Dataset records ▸
§

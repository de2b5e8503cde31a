//! Source-generator invocations: consistency checking and artifact emission.
//!
//! The generator consumes the machine-readable API registry and emits
//! boilerplate headers and sources. Verification re-runs it against the
//! checked-in output; emission writes driver sources that the driver build
//! then compiles.

use std::path::Path;

use anyhow::Result;

use crate::core::command::Invocation;
use crate::io::process::CommandRunner;

/// Registry file consumed by `-registry` generator invocations.
const REGISTRY_FILE: &str = "api.xml";

/// Re-run the generator in verify mode against `registry_dir`.
///
/// Succeeds silently when the checked-in generated sources match what the
/// generator would produce; a non-zero exit means they are stale relative to
/// the registry. No side effects beyond the check.
pub fn verify_generated<R: CommandRunner>(
    runner: &R,
    root: &Path,
    registry_dir: &Path,
) -> Result<()> {
    println!("Check generated source code consistency");
    let registry = registry_dir.display().to_string();
    runner.run(&Invocation::new(
        [
            "python3",
            "scripts/generate_source.py",
            "--verify",
            registry.as_str(),
        ],
        root,
    ))
}

/// Emit one generated artifact into `out_dir`.
///
/// Always regenerates; the build that follows compiles whatever was written.
pub fn generate<R: CommandRunner>(
    runner: &R,
    script: &Path,
    registry_dir: &Path,
    output_name: &str,
    out_dir: &Path,
) -> Result<()> {
    let script = script.display().to_string();
    let registry = registry_dir.join(REGISTRY_FILE).display().to_string();
    runner.run(&Invocation::new(
        [
            "python3",
            script.as_str(),
            "-registry",
            registry.as_str(),
            output_name,
        ],
        out_dir,
    ))
}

§

Prompt ▸
Scan the data above. Return every line with "emission" in it.

Expected output ▸
//! Source-generator invocations: consistency checking and artifact emission.
//! checked-in output; emission writes driver sources that the driver build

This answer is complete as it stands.